Narrator Joe Allston is the “spectator bird” of Stegner’s title. He’s a retired literary agent, unhappy both with the circumstances of his retirement and the way in which he conducted his life. He feels as though he was always watching the parade of life, for instance serving as an agent to writers instead of doing the writing himself. His circumstances don’t help, as he has retired to rural area outside of San Francisco where he sees few people but his wife, whom he loves immensely but but whose familiarity he has come to find overpowering.
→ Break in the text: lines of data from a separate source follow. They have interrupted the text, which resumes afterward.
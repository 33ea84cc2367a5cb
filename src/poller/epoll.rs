//! Linux `epoll` backend.

use std::io;
use std::os::fd::{AsRawFd, FromRawFd, OwnedFd, RawFd};
use std::time::Duration;

use libc::{
    EPOLL_CLOEXEC, EPOLL_CTL_ADD, EPOLL_CTL_DEL, EPOLL_CTL_MOD, EPOLLET, EPOLLIN, EPOLLOUT,
    EPOLLRDHUP, c_int, epoll_create1, epoll_ctl, epoll_event, epoll_wait,
};

use super::{Event, Multiplexer};
use crate::error::InitError;

pub struct EpollPoller {
    epoll: OwnedFd,
    listener: Option<RawFd>,
    /// Kernel-filled buffer; its capacity is the per-wait event limit.
    events: Vec<epoll_event>,
}

impl EpollPoller {
    fn ctl(&self, op: c_int, fd: RawFd, flags: c_int) -> io::Result<()> {
        // The data word carries the descriptor itself.
        let mut event = epoll_event {
            events: flags as u32,
            u64: fd as u64,
        };

        let rc = unsafe { epoll_ctl(self.epoll.as_raw_fd(), op, fd, &mut event) };
        if rc < 0 {
            return Err(io::Error::last_os_error());
        }
        Ok(())
    }
}

impl Multiplexer for EpollPoller {
    fn create(max_events: usize) -> Result<Self, InitError> {
        let fd = unsafe { epoll_create1(EPOLL_CLOEXEC) };
        if fd < 0 {
            return Err(InitError {
                backend: "epoll",
                source: io::Error::last_os_error(),
            });
        }

        Ok(Self {
            epoll: unsafe { OwnedFd::from_raw_fd(fd) },
            listener: None,
            events: Vec::with_capacity(max_events.max(1)),
        })
    }

    fn register_listener(&mut self, fd: RawFd) -> io::Result<()> {
        self.ctl(EPOLL_CTL_ADD, fd, EPOLLIN | EPOLLET)?;
        self.listener = Some(fd);
        Ok(())
    }

    fn register_read(&self, fd: RawFd) -> io::Result<()> {
        self.ctl(EPOLL_CTL_ADD, fd, EPOLLIN | EPOLLRDHUP | EPOLLET)
    }

    fn switch_to_write(&self, fd: RawFd) -> io::Result<()> {
        self.ctl(EPOLL_CTL_MOD, fd, EPOLLOUT | EPOLLRDHUP | EPOLLET)
    }

    fn deregister(&self, fd: RawFd) -> io::Result<()> {
        self.ctl(EPOLL_CTL_DEL, fd, 0)
    }

    fn wait(&mut self, events: &mut Vec<Event>, timeout: Option<Duration>) -> io::Result<()> {
        events.clear();

        // Round sub-millisecond timeouts up so they never turn into a busy poll.
        let timeout_ms = timeout
            .map(|t| t.as_micros().div_ceil(1000).min(c_int::MAX as u128) as c_int)
            .unwrap_or(-1);

        self.events.clear();
        let n = unsafe {
            epoll_wait(
                self.epoll.as_raw_fd(),
                self.events.as_mut_ptr(),
                self.events.capacity() as c_int,
                timeout_ms,
            )
        };

        if n < 0 {
            let err = io::Error::last_os_error();
            if err.kind() == io::ErrorKind::Interrupted {
                return Ok(());
            }
            return Err(err);
        }

        unsafe {
            self.events.set_len(n as usize);
        }

        for ev in &self.events {
            // epoll_event is packed on some targets; copy fields out before use.
            let flags = ev.events;
            let fd = ev.u64 as RawFd;

            events.push(Event {
                fd,
                is_listener: self.listener == Some(fd),
                is_writable: flags & EPOLLOUT as u32 != 0,
            });
        }

        Ok(())
    }
}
When he receives a note from a Danish acquaintance in the mail, Joe retrieves his journal and begins to read about the fateful trip that he and his wife took to Denmark back in the years shortly after World War II. His wife insists that he read the journal aloud, as she didn’t know he kept it. Although it’s about an awkward time in their relationship, he complies. He has put aside most of what happened on that trip for the sake of his marriage, but now it all comes burning fresh into memory.

I don’t want to give away too much of the tale, but there’s a mad scientist theme, Hamlet allusions, dilemmas of wartime loyalties in an occupied country, and plenty of surprises in the plot, something the reader might not see coming in a book that at first seems to be a subtle character piece about the cruelties of aging. Joe might be a curmudgeon, and he might be a spectator, but his life hasn’t been uninteresting, even if he chose not to follow every opportunity. This book is about the choices we make, even if we make them by not choosing.

I also recommend this book in the audio format, where it’s read by the talented actor Edward Herrmann (perhaps best known to modern audiences as the grandfather in The Gilmore Girls) whose intelligence comes through every sentence delivered by a pleasing baritone voice.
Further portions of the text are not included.